Start of RECORDS SHOWN

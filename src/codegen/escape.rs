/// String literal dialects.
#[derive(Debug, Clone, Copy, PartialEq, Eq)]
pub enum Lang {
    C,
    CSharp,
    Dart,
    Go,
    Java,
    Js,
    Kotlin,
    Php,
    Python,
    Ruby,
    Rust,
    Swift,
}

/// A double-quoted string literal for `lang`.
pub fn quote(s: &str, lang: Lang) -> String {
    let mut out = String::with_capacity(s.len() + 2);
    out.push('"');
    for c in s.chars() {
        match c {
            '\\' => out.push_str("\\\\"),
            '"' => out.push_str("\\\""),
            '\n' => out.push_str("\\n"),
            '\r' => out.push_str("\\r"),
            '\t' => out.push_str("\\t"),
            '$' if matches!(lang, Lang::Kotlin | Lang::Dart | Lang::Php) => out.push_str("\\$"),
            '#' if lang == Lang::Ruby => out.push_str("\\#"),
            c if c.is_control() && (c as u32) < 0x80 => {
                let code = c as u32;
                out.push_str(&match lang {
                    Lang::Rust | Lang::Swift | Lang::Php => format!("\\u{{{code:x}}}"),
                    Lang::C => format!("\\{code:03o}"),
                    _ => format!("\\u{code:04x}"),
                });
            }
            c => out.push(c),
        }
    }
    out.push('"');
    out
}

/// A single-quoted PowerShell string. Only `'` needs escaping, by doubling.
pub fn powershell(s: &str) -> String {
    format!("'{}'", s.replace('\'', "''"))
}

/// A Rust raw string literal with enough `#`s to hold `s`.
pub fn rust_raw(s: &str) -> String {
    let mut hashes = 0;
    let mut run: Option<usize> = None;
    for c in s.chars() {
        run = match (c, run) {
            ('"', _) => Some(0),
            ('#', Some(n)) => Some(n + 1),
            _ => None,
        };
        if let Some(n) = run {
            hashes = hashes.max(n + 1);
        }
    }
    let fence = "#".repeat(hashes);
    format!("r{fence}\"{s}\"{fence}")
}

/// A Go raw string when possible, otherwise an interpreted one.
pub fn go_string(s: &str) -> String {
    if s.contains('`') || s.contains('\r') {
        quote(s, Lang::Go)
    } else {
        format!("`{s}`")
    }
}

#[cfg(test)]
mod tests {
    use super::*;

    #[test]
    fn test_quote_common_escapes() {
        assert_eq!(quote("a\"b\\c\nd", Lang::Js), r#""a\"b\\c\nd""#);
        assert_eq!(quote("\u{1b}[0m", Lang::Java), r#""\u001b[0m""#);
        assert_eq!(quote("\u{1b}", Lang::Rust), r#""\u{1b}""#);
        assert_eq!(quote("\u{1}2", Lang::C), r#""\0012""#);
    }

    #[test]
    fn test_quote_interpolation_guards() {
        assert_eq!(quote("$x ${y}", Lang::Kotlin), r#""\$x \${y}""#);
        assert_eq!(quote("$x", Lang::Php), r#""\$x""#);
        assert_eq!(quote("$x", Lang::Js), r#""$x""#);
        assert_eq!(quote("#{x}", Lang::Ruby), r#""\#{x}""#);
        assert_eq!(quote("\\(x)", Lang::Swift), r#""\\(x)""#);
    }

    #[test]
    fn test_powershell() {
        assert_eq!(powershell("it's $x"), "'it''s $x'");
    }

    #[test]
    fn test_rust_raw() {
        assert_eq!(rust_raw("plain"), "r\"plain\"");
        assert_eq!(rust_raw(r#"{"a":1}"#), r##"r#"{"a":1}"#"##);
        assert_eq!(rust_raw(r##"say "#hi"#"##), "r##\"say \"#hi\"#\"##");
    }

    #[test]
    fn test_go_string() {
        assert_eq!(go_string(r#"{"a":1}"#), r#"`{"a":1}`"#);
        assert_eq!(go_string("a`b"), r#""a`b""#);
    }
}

End of RECORDS SHOWN

**ASSIGNED TASK**
Please give back all of the data exactly as it appears.

**FINISHED TASK**
filename src/codegen/escape.rs
/// String literal dialects.
#[derive(Debug, Clone, Copy, PartialEq, Eq)]
pub enum Lang {
    C,
    CSharp,
    Dart,
    Go,
    Java,
    Js,
    Kotlin,
    Php,
    Python,
    Ruby,
    Rust,
    Swift,
}

/// A double-quoted string literal for `lang`.
pub fn quote(s: &str, lang: Lang) -> String {
    let mut out = String::with_capacity(s.len() + 2);
    out.push('"');
    for c in s.chars() {
        match c {
            '\\' => out.push_str("\\\\"),
            '"' => out.push_str("\\\""),
            '\n' => out.push_str("\\n"),
            '\r' => out.push_str("\\r"),
            '\t' => out.push_str("\\t"),
            '$' if matches!(lang, Lang::Kotlin | Lang::Dart | Lang::Php) => out.push_str("\\$"),
            '#' if lang == Lang::Ruby => out.push_str("\\#"),
            c if c.is_control() && (c as u32) < 0x80 => {
                let code = c as u32;
                out.push_str(&match lang {
                    Lang::Rust | Lang::Swift | Lang::Php => format!("\\u{{{code:x}}}"),
                    Lang::C => format!("\\{code:03o}"),
                    _ => format!("\\u{code:04x}"),
                });
            }
            c => out.push(c),
        }
    }
    out.push('"');
    out
}

/// A single-quoted PowerShell string. Only `'` needs escaping, by doubling.
pub fn powershell(s: &str) -> String {
    format!("'{}'", s.replace('\'', "''"))
}

/// A Rust raw string literal with enough `#`s to hold `s`.
pub fn rust_raw(s: &str) -> String {
    let mut hashes = 0;
    let mut run: Option<usize> = None;
    for c in s.chars() {
        run = match (c, run) {
            ('"', _) => Some(0),
            ('#', Some(n)) => Some(n + 1),
            _ => None,
        };
        if let Some(n) = run {
            hashes = hashes.max(n + 1);
        }
    }
    let fence = "#".repeat(hashes);
    format!("r{fence}\"{s}\"{fence}")
}

/// A Go raw string when possible, otherwise an interpreted one.
pub fn go_string(s: &str) -> String {
    if s.contains('`') || s.contains('\r') {
        quote(s, Lang::Go)
    } else {
        format!("`{s}`")
    }
}

#[cfg(test)]
mod tests {
    use super::*;

    #[test]
    fn test_quote_common_escapes() {
        assert_eq!(quote("a\"b\\c\nd", Lang::Js), r#""a\"b\\c\nd""#);
        assert_eq!(quote("\u{1b}[0m", Lang::Java), r#""\u001b[0m""#);
        assert_eq!(quote("\u{1b}", Lang::Rust), r#""\u{1b}""#);
        assert_eq!(quote("\u{1}2", Lang::C), r#""\0012""#);
    }

    #[test]
    fn test_quote_interpolation_guards() {
        assert_eq!(quote("$x ${y}", Lang::Kotlin), r#""\$x \${y}""#);
        assert_eq!(quote("$x", Lang::Php), r#""\$x""#);
        assert_eq!(quote("$x", Lang::Js), r#""$x""#);
        assert_eq!(quote("#{x}", Lang::Ruby), r#""\#{x}""#);
        assert_eq!(quote("\\(x)", Lang::Swift), r#""\\(x)""#);
    }

    #[test]
    fn test_powershell() {
        assert_eq!(powershell("it's $x"), "'it''s $x'");
    }

    #[test]
    fn test_rust_raw() {
        assert_eq!(rust_raw("plain"), "r\"plain\"");
        assert_eq!(rust_raw(r#"{"a":1}"#), r##"r#"{"a":1}"#"##);
        assert_eq!(rust_raw(r##"say "#hi"#"##), "r##\"say \"#hi\"#\"##");
    }

    #[test]
    fn test_go_string() {
        assert_eq!(go_string(r#"{"a":1}"#), r#"`{"a":1}`"#);
        assert_eq!(go_string("a`b"), r#""a`b""#);
    }
}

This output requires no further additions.